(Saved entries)
++++

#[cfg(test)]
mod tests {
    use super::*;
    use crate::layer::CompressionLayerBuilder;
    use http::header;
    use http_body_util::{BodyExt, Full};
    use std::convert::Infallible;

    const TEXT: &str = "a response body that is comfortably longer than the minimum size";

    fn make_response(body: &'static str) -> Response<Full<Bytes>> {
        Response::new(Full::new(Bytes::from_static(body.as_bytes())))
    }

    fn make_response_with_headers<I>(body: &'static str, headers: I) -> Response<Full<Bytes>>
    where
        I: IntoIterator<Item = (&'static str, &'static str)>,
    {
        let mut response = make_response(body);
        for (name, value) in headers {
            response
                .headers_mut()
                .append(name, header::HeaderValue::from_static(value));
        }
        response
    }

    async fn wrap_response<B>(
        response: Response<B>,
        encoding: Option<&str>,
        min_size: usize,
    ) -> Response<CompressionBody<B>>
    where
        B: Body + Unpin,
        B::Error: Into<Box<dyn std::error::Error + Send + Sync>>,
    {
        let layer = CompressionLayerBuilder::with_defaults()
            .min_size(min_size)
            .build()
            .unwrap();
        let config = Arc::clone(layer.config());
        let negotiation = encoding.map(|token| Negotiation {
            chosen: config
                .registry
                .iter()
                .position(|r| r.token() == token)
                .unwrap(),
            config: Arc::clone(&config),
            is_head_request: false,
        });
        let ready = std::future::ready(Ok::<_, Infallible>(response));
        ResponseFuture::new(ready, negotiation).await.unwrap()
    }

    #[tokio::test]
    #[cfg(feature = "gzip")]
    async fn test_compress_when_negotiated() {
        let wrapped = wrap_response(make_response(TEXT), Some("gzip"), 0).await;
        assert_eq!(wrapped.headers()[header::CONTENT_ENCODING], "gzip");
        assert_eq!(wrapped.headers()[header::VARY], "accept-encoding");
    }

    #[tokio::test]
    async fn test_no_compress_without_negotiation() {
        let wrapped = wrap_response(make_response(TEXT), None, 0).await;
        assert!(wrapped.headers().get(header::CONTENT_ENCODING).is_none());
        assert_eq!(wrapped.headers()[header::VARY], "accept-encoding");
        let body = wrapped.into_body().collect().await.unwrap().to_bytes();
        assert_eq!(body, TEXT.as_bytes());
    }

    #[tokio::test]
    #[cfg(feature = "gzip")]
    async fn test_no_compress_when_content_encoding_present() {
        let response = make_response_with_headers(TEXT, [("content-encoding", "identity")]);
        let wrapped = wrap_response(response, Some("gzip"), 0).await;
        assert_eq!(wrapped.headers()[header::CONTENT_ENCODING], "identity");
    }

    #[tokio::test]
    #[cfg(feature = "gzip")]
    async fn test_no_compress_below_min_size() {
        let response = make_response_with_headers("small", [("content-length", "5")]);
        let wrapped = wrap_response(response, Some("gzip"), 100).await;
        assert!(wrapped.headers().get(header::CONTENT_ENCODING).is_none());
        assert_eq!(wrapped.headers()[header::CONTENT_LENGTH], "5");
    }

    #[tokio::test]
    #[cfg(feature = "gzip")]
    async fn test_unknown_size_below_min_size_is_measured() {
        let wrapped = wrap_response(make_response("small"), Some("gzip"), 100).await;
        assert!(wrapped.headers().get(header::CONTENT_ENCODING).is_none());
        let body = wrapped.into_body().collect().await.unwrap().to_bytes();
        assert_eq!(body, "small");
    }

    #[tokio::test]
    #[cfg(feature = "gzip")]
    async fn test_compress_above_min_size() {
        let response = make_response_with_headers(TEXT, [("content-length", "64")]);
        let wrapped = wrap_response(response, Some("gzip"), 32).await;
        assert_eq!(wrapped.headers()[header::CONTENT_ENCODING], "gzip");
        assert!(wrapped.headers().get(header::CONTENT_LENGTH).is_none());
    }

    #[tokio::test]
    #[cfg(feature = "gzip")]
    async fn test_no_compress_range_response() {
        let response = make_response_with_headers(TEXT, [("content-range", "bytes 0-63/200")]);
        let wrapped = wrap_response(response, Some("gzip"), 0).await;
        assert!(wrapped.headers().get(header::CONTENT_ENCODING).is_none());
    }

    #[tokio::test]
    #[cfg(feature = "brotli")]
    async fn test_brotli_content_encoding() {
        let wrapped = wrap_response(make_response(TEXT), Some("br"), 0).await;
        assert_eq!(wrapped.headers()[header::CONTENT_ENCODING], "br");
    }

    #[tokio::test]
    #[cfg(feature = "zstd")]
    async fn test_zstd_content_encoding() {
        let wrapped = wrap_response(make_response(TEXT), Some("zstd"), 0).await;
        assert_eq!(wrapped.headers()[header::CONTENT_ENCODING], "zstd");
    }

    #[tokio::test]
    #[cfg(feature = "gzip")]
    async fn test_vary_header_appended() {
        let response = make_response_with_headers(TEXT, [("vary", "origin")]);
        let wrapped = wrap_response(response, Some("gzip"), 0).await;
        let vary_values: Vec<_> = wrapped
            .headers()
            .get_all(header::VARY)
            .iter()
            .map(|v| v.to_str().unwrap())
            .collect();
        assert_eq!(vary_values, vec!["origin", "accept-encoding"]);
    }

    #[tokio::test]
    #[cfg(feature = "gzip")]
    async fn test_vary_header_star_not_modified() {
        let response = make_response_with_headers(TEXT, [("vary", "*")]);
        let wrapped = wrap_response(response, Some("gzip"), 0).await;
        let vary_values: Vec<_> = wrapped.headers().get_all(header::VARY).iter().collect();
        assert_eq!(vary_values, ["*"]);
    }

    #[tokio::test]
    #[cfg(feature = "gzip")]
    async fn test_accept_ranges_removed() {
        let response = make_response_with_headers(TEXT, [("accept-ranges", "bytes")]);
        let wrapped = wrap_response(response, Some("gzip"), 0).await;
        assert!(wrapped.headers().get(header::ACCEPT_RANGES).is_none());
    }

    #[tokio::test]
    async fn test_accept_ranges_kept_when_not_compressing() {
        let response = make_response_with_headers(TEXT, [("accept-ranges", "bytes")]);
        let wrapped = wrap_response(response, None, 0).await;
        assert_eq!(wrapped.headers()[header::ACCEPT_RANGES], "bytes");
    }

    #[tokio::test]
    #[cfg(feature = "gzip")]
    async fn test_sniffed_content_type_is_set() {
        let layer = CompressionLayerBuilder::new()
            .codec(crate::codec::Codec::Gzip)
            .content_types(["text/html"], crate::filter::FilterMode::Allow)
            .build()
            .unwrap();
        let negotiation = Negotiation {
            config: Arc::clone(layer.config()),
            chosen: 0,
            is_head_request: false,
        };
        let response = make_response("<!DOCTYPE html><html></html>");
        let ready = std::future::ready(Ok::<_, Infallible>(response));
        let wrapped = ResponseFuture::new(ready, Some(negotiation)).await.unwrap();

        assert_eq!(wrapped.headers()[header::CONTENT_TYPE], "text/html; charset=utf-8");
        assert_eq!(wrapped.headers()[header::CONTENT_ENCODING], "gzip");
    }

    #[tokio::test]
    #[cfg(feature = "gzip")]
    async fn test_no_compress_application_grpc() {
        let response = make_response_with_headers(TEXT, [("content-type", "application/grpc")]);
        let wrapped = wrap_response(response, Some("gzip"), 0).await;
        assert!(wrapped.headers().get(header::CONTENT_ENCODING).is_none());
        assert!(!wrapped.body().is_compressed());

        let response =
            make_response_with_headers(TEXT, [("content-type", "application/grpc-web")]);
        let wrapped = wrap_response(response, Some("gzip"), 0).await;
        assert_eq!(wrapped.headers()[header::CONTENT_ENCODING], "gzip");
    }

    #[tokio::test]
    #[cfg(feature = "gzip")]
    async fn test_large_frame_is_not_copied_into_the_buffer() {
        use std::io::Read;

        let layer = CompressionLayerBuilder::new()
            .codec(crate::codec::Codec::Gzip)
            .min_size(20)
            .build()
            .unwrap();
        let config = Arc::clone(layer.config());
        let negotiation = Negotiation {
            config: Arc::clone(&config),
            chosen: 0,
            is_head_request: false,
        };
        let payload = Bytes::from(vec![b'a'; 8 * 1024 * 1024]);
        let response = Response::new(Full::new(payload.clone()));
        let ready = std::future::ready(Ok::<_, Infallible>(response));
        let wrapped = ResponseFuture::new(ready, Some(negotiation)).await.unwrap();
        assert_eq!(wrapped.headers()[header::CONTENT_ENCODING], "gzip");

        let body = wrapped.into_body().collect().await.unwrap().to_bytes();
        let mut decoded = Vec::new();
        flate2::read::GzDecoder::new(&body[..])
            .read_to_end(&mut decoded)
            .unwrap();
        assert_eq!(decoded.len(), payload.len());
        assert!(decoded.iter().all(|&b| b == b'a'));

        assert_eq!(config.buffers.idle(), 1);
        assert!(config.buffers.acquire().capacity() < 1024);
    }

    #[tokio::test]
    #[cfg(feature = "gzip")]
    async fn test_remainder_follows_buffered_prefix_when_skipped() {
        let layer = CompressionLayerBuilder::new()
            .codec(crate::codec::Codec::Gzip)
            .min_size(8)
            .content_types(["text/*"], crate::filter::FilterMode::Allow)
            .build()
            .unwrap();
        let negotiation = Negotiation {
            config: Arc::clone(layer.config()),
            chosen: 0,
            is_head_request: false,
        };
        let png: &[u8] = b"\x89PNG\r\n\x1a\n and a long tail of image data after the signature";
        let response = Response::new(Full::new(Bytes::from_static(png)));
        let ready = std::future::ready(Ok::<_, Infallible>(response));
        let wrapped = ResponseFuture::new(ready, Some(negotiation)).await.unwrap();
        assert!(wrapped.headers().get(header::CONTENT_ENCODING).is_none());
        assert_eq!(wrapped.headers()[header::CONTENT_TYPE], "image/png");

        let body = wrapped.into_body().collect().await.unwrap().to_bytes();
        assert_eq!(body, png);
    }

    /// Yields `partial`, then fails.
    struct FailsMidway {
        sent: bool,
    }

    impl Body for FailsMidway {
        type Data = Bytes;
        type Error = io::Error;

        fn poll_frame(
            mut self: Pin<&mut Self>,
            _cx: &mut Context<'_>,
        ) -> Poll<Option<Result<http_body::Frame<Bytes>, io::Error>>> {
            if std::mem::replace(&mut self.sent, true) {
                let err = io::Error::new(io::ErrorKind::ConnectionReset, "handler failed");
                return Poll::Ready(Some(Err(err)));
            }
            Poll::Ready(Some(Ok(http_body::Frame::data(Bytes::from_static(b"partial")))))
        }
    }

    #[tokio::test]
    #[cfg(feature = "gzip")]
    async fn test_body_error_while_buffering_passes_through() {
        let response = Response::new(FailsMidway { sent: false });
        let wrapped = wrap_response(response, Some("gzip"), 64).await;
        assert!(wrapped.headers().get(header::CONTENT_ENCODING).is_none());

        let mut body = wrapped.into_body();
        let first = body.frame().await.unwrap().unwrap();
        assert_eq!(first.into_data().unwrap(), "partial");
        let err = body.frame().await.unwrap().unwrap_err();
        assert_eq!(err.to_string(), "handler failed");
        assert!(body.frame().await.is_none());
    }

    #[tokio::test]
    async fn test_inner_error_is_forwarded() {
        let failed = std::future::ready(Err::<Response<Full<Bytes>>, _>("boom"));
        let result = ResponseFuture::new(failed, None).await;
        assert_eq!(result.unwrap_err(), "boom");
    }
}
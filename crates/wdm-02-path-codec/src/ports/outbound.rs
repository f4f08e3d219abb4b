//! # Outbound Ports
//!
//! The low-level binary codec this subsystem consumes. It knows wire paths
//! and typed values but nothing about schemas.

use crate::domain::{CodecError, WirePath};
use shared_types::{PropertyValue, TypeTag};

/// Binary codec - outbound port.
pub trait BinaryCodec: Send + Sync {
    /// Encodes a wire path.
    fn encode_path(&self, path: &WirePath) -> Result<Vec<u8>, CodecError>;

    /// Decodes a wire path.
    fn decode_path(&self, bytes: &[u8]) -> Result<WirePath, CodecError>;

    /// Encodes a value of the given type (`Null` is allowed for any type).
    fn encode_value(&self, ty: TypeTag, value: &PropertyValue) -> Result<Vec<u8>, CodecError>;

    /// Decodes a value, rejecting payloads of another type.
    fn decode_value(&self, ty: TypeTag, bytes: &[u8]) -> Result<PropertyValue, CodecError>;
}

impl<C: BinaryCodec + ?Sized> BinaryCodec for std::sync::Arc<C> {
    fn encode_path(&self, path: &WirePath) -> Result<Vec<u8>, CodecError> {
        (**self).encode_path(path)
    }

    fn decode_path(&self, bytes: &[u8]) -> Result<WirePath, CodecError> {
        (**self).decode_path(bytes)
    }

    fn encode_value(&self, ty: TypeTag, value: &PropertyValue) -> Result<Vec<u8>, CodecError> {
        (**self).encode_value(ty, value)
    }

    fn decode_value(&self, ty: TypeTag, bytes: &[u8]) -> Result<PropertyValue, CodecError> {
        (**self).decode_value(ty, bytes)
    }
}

++++

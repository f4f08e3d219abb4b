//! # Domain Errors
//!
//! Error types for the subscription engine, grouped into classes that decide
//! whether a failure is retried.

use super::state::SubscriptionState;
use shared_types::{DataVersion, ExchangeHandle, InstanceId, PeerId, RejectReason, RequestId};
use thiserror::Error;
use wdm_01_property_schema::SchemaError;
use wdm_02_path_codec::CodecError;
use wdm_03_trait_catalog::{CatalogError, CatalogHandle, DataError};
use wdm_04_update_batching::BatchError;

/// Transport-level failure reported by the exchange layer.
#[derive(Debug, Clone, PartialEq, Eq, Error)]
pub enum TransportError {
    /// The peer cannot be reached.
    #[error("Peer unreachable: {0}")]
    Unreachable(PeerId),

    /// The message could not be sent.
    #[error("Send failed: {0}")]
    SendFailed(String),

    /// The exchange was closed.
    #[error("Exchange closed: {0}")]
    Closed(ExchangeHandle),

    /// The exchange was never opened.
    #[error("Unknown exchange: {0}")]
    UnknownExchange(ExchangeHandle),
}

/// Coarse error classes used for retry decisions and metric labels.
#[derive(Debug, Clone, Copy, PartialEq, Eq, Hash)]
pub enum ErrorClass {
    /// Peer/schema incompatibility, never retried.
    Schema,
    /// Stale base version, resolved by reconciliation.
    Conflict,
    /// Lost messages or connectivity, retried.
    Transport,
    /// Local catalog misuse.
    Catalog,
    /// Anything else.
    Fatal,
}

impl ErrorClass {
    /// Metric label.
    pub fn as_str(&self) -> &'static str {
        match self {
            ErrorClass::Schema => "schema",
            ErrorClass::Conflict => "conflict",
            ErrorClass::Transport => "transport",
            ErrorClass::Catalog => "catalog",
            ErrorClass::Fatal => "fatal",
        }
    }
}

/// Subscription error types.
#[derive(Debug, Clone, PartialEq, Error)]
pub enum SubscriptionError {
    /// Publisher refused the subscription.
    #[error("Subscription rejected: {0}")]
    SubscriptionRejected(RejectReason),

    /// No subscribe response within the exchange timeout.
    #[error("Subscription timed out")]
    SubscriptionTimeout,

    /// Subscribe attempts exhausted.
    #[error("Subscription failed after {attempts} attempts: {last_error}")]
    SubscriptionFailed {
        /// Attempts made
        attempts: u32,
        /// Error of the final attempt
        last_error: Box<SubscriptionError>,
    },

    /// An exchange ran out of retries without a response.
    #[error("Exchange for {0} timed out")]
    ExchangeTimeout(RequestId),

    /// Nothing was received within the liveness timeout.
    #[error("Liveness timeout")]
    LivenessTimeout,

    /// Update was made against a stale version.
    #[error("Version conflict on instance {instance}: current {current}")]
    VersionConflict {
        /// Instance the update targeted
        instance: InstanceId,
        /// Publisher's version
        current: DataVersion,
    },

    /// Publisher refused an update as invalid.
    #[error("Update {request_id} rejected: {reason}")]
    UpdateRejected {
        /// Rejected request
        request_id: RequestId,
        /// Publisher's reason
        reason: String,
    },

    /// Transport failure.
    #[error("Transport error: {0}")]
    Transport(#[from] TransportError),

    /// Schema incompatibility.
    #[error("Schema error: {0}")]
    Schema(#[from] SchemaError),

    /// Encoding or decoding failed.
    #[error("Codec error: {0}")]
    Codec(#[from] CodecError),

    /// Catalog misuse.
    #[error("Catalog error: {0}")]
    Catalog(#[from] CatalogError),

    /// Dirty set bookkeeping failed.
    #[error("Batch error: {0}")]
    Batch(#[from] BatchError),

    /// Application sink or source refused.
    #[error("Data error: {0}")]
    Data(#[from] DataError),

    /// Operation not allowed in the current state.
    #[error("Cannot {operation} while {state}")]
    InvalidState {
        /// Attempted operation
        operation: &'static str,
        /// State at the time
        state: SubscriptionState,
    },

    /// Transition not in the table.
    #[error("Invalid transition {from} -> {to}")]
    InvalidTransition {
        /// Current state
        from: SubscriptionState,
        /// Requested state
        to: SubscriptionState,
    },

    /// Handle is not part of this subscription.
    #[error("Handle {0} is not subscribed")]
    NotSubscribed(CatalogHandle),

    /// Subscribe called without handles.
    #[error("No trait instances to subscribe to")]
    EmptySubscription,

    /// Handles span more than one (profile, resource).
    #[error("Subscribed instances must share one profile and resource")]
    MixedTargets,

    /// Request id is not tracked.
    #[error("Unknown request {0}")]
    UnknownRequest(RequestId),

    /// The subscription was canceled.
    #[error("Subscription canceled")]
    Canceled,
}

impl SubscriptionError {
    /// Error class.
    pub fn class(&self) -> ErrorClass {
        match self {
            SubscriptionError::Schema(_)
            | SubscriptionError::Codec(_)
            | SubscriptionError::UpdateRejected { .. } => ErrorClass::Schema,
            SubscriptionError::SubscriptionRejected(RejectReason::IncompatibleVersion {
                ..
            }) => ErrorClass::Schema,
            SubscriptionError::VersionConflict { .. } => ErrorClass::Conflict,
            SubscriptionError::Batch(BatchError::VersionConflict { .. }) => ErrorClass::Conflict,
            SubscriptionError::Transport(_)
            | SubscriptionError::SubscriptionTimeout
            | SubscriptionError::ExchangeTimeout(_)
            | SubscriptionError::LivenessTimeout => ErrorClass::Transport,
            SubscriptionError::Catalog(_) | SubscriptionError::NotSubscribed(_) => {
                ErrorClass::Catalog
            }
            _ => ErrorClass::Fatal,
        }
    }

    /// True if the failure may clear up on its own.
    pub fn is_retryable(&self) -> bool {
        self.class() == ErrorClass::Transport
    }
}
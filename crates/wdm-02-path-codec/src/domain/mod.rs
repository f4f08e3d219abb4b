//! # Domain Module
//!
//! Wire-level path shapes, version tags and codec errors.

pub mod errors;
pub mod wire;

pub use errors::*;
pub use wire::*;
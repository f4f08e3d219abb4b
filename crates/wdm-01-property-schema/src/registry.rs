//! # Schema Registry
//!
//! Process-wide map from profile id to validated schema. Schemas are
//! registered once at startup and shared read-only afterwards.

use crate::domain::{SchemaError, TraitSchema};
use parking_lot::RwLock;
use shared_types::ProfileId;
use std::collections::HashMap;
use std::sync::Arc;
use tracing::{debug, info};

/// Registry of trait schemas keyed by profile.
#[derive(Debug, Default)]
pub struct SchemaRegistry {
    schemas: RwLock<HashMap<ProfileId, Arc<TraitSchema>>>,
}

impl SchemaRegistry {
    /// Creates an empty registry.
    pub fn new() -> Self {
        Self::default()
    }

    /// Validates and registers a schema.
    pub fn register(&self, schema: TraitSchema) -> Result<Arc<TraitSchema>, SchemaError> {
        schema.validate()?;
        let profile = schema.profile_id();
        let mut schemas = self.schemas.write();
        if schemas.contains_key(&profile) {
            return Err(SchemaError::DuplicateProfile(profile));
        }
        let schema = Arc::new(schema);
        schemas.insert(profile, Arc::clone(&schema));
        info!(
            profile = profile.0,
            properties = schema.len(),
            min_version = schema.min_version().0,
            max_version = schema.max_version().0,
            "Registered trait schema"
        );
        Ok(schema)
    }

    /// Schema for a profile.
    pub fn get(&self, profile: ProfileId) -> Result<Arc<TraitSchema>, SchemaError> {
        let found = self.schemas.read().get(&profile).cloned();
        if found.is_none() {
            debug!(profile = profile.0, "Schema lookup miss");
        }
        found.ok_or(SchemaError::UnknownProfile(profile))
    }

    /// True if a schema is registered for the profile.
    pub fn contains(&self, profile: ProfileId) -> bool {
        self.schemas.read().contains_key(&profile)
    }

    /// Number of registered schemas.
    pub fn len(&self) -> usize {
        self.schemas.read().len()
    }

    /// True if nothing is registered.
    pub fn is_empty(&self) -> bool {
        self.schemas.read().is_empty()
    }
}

++++

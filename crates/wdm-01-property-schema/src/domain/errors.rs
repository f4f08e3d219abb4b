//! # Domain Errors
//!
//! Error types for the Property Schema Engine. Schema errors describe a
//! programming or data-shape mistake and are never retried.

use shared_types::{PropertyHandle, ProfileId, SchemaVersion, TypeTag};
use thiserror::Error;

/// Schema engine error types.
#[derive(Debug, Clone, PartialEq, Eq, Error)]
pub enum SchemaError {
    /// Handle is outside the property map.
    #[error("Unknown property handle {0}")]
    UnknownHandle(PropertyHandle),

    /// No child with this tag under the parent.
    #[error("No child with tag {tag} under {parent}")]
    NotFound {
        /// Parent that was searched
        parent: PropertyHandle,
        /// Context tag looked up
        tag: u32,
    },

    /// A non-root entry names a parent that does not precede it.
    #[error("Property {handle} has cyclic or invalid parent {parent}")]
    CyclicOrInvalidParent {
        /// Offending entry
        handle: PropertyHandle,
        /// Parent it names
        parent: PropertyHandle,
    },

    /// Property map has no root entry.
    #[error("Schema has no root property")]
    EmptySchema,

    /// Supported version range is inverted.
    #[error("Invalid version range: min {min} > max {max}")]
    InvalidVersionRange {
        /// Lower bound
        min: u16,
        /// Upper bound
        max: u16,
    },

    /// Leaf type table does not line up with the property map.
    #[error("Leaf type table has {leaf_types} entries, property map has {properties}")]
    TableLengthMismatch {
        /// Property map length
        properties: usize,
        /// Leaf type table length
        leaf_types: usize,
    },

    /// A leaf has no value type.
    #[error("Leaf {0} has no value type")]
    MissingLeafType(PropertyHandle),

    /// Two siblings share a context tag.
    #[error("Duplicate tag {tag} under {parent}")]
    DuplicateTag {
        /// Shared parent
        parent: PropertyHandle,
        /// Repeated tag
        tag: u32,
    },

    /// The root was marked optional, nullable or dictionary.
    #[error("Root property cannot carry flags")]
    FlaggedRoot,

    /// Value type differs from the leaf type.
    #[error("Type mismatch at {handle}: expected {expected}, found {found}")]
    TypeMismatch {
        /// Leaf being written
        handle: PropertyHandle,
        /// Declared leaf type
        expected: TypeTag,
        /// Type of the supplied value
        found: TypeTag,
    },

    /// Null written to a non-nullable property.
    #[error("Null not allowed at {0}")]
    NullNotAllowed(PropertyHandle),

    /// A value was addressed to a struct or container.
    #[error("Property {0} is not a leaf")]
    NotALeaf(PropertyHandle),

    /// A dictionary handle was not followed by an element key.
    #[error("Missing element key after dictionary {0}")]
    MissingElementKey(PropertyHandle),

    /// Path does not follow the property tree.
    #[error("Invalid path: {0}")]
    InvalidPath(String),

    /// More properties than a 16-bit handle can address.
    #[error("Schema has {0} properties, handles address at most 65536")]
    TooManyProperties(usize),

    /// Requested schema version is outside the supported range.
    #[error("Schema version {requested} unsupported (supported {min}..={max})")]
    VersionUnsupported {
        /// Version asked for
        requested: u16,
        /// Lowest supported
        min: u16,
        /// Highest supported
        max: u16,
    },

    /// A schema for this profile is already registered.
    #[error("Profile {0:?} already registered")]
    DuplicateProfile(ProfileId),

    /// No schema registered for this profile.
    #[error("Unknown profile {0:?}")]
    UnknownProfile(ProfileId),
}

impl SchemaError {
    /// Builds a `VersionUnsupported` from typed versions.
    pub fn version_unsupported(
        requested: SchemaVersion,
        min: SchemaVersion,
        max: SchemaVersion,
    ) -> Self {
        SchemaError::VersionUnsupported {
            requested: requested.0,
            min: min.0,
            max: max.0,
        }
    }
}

++++

§ Action item
All lines above containing the string "DuplicateProfile" are to be collected.

§ Response below
            return Err(SchemaError::DuplicateProfile(profile));
    DuplicateProfile(ProfileId),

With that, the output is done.